> Record set
// Remote source - bridges the posts API client with the sync engine
use async_trait::async_trait;
use quotesync_api::{NewPost, Post, PostsClient};
use tracing::{debug, info, warn};

use crate::models::Quote;
use crate::Error;

/// Category stamped on everything fetched from the server.
///
/// The server has no notion of categories. Existing snapshots already
/// contain this exact string, so it must never change.
pub const SERVER_SYNC_CATEGORY: &str = "ServerSync";

/// Where candidate quotes come from during a sync
///
/// Implementations swallow their own failures: an unreachable server
/// looks exactly like a server with nothing to offer.
#[cfg_attr(test, mockall::automock)]
#[async_trait]
pub trait RemoteSource: Send + Sync {
    async fn fetch_candidates(&self) -> Vec<Quote>;

    /// Send one quote upstream. `false` if the server didn't take it.
    async fn push(&self, quote: &Quote) -> bool;
}

/// Posts turned into candidates per fetch unless configured otherwise
pub const DEFAULT_FETCH_LIMIT: usize = 10;

/// [`RemoteSource`] backed by the JSON posts endpoint
pub struct ServerSource {
    client: PostsClient,
    fetch_limit: usize,
    user_id: u64,
}

impl ServerSource {
    pub fn new(client: PostsClient) -> Self {
        Self {
            client,
            fetch_limit: DEFAULT_FETCH_LIMIT,
            user_id: 1,
        }
    }

    /// Keep only the first `limit` posts. Zero means keep all of them.
    pub fn with_fetch_limit(mut self, limit: usize) -> Self {
        self.fetch_limit = limit;
        self
    }

    pub fn with_user_id(mut self, user_id: u64) -> Self {
        self.user_id = user_id;
        self
    }
}

#[async_trait]
impl RemoteSource for ServerSource {
    async fn fetch_candidates(&self) -> Vec<Quote> {
        match self.client.list_posts().await {
            Ok(posts) => posts_to_quotes(posts, self.fetch_limit),
            Err(e) => {
                warn!("{}", Error::from(e));
                Vec::new()
            }
        }
    }

    async fn push(&self, quote: &Quote) -> bool {
        match self.client.create_post(&quote_to_post(quote, self.user_id)).await {
            Ok(echo) => {
                info!("Posted quote to server (id {:?})", echo.id);
                true
            }
            Err(e) => {
                warn!("Failed to post quote: {}", Error::from(e));
                false
            }
        }
    }
}

/// Titles become quote text; posts without a usable title are dropped
pub fn posts_to_quotes(posts: Vec<Post>, limit: usize) -> Vec<Quote> {
    let limit = if limit == 0 { usize::MAX } else { limit };

    posts
        .into_iter()
        .take(limit)
        .filter_map(|post| match Quote::new(post.title, SERVER_SYNC_CATEGORY) {
            Ok(quote) => Some(quote),
            Err(_) => {
                debug!("Skipping post {:?} with empty title", post.id);
                None
            }
        })
        .collect()
}

pub fn quote_to_post(quote: &Quote, user_id: u64) -> NewPost {
    NewPost {
        title: quote.text().to_string(),
        body: quote.category().to_string(),
        user_id,
    }
}

#[cfg(test)]
mod tests {
    use super::*;

    fn post(id: u64, title: &str) -> Post {
        Post {
            user_id: Some(1),
            id: Some(id),
            title: title.to_string(),
            body: "ignored".to_string(),
        }
    }

    #[test]
    fn test_posts_are_tagged_with_sentinel_category() {
        let quotes = posts_to_quotes(vec![post(1, "Foo"), post(2, "Bar")], 0);
        assert_eq!(
            quotes,
            vec![
                Quote::new("Foo", SERVER_SYNC_CATEGORY).unwrap(),
                Quote::new("Bar", SERVER_SYNC_CATEGORY).unwrap()
            ]
        );
    }

    #[test]
    fn test_fetch_limit_applies_in_order() {
        let posts = (1..=20).map(|i| post(i, &format!("post {}", i))).collect();
        let quotes = posts_to_quotes(posts, 5);
        assert_eq!(quotes.len(), 5);
        assert_eq!(quotes[0].text(), "post 1");
        assert_eq!(quotes[4].text(), "post 5");
    }

    #[test]
    fn test_blank_titles_are_dropped() {
        let quotes = posts_to_quotes(vec![post(1, "  "), post(2, "Real")], 0);
        assert_eq!(quotes, vec![Quote::new("Real", SERVER_SYNC_CATEGORY).unwrap()]);
    }

    #[test]
    fn test_quote_to_post_shape() {
        let quote = Quote::new("Be yourself", "Life").unwrap();
        let post = quote_to_post(&quote, 7);
        assert_eq!(
            serde_json::to_value(&post).unwrap(),
            serde_json::json!({"title": "Be yourself", "body": "Life", "userId": 7})
        );
    }

    #[test]
    fn test_default_fetch_limit_matches_config() {
        let client = PostsClient::with_base_url("http://localhost:3000".to_string()).unwrap();
        let source = ServerSource::new(client);
        assert_eq!(source.fetch_limit, DEFAULT_FETCH_LIMIT);
        assert_eq!(crate::Config::default().remote.fetch_limit, source.fetch_limit);
    }

    #[tokio::test]
    async fn test_unreachable_server_yields_no_candidates() {
        // Grab a free port and release it so the connection is refused
        let addr = std::net::TcpListener::bind("127.0.0.1:0")
            .unwrap()
            .local_addr()
            .unwrap();
        let client = PostsClient::with_base_url(format!("http://{}", addr))
            .unwrap()
            .with_retry_config(quotesync_api::RetryConfig {
                max_retries: 0,
                ..Default::default()
            });

        let source = ServerSource::new(client);
        assert!(source.fetch_candidates().await.is_empty());
        assert!(!source.push(&Quote::new("a", "b").unwrap()).await);
    }
}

> Directions
The full set of records is to be written out once more, word for word.

> Output
// Remote source - bridges the posts API client with the sync engine
use async_trait::async_trait;
use quotesync_api::{NewPost, Post, PostsClient};
use tracing::{debug, info, warn};

use crate::models::Quote;
use crate::Error;

/// Category stamped on everything fetched from the server.
///
/// The server has no notion of categories. Existing snapshots already
/// contain this exact string, so it must never change.
pub const SERVER_SYNC_CATEGORY: &str = "ServerSync";

/// Where candidate quotes come from during a sync
///
/// Implementations swallow their own failures: an unreachable server
/// looks exactly like a server with nothing to offer.
#[cfg_attr(test, mockall::automock)]
#[async_trait]
pub trait RemoteSource: Send + Sync {
    async fn fetch_candidates(&self) -> Vec<Quote>;

    /// Send one quote upstream. `false` if the server didn't take it.
    async fn push(&self, quote: &Quote) -> bool;
}

/// Posts turned into candidates per fetch unless configured otherwise
pub const DEFAULT_FETCH_LIMIT: usize = 10;

/// [`RemoteSource`] backed by the JSON posts endpoint
pub struct ServerSource {
    client: PostsClient,
    fetch_limit: usize,
    user_id: u64,
}

impl ServerSource {
    pub fn new(client: PostsClient) -> Self {
        Self {
            client,
            fetch_limit: DEFAULT_FETCH_LIMIT,
            user_id: 1,
        }
    }

    /// Keep only the first `limit` posts. Zero means keep all of them.
    pub fn with_fetch_limit(mut self, limit: usize) -> Self {
        self.fetch_limit = limit;
        self
    }

    pub fn with_user_id(mut self, user_id: u64) -> Self {
        self.user_id = user_id;
        self
    }
}

#[async_trait]
impl RemoteSource for ServerSource {
    async fn fetch_candidates(&self) -> Vec<Quote> {
        match self.client.list_posts().await {
            Ok(posts) => posts_to_quotes(posts, self.fetch_limit),
            Err(e) => {
                warn!("{}", Error::from(e));
                Vec::new()
            }
        }
    }

    async fn push(&self, quote: &Quote) -> bool {
        match self.client.create_post(&quote_to_post(quote, self.user_id)).await {
            Ok(echo) => {
                info!("Posted quote to server (id {:?})", echo.id);
                true
            }
            Err(e) => {
                warn!("Failed to post quote: {}", Error::from(e));
                false
            }
        }
    }
}

/// Titles become quote text; posts without a usable title are dropped
pub fn posts_to_quotes(posts: Vec<Post>, limit: usize) -> Vec<Quote> {
    let limit = if limit == 0 { usize::MAX } else { limit };

    posts
        .into_iter()
        .take(limit)
        .filter_map(|post| match Quote::new(post.title, SERVER_SYNC_CATEGORY) {
            Ok(quote) => Some(quote),
            Err(_) => {
                debug!("Skipping post {:?} with empty title", post.id);
                None
            }
        })
        .collect()
}

pub fn quote_to_post(quote: &Quote, user_id: u64) -> NewPost {
    NewPost {
        title: quote.text().to_string(),
        body: quote.category().to_string(),
        user_id,
    }
}

#[cfg(test)]
mod tests {
    use super::*;

    fn post(id: u64, title: &str) -> Post {
        Post {
            user_id: Some(1),
            id: Some(id),
            title: title.to_string(),
            body: "ignored".to_string(),
        }
    }

    #[test]
    fn test_posts_are_tagged_with_sentinel_category() {
        let quotes = posts_to_quotes(vec![post(1, "Foo"), post(2, "Bar")], 0);
        assert_eq!(
            quotes,
            vec![
                Quote::new("Foo", SERVER_SYNC_CATEGORY).unwrap(),
                Quote::new("Bar", SERVER_SYNC_CATEGORY).unwrap()
            ]
        );
    }

    #[test]
    fn test_fetch_limit_applies_in_order() {
        let posts = (1..=20).map(|i| post(i, &format!("post {}", i))).collect();
        let quotes = posts_to_quotes(posts, 5);
        assert_eq!(quotes.len(), 5);
        assert_eq!(quotes[0].text(), "post 1");
        assert_eq!(quotes[4].text(), "post 5");
    }

    #[test]
    fn test_blank_titles_are_dropped() {
        let quotes = posts_to_quotes(vec![post(1, "  "), post(2, "Real")], 0);
        assert_eq!(quotes, vec![Quote::new("Real", SERVER_SYNC_CATEGORY).unwrap()]);
    }

    #[test]
    fn test_quote_to_post_shape() {
        let quote = Quote::new("Be yourself", "Life").unwrap();
        let post = quote_to_post(&quote, 7);
        assert_eq!(
            serde_json::to_value(&post).unwrap(),
            serde_json::json!({"title": "Be yourself", "body": "Life", "userId": 7})
        );
    }

    #[test]
    fn test_default_fetch_limit_matches_config() {
        let client = PostsClient::with_base_url("http://localhost:3000".to_string()).unwrap();
        let source = ServerSource::new(client);
        assert_eq!(source.fetch_limit, DEFAULT_FETCH_LIMIT);
        assert_eq!(crate::Config::default().remote.fetch_limit, source.fetch_limit);
    }

    #[tokio::test]
    async fn test_unreachable_server_yields_no_candidates() {
        // Grab a free port and release it so the connection is refused
        let addr = std::net::TcpListener::bind("127.0.0.1:0")
            .unwrap()
            .local_addr()
            .unwrap();
        let client = PostsClient::with_base_url(format!("http://{}", addr))
            .unwrap()
            .with_retry_config(quotesync_api::RetryConfig {
                max_retries: 0,
                ..Default::default()
            });

        let source = ServerSource::new(client);
        assert!(source.fetch_candidates().await.is_empty());
        assert!(!source.push(&Quote::new("a", "b").unwrap()).await);
    }
}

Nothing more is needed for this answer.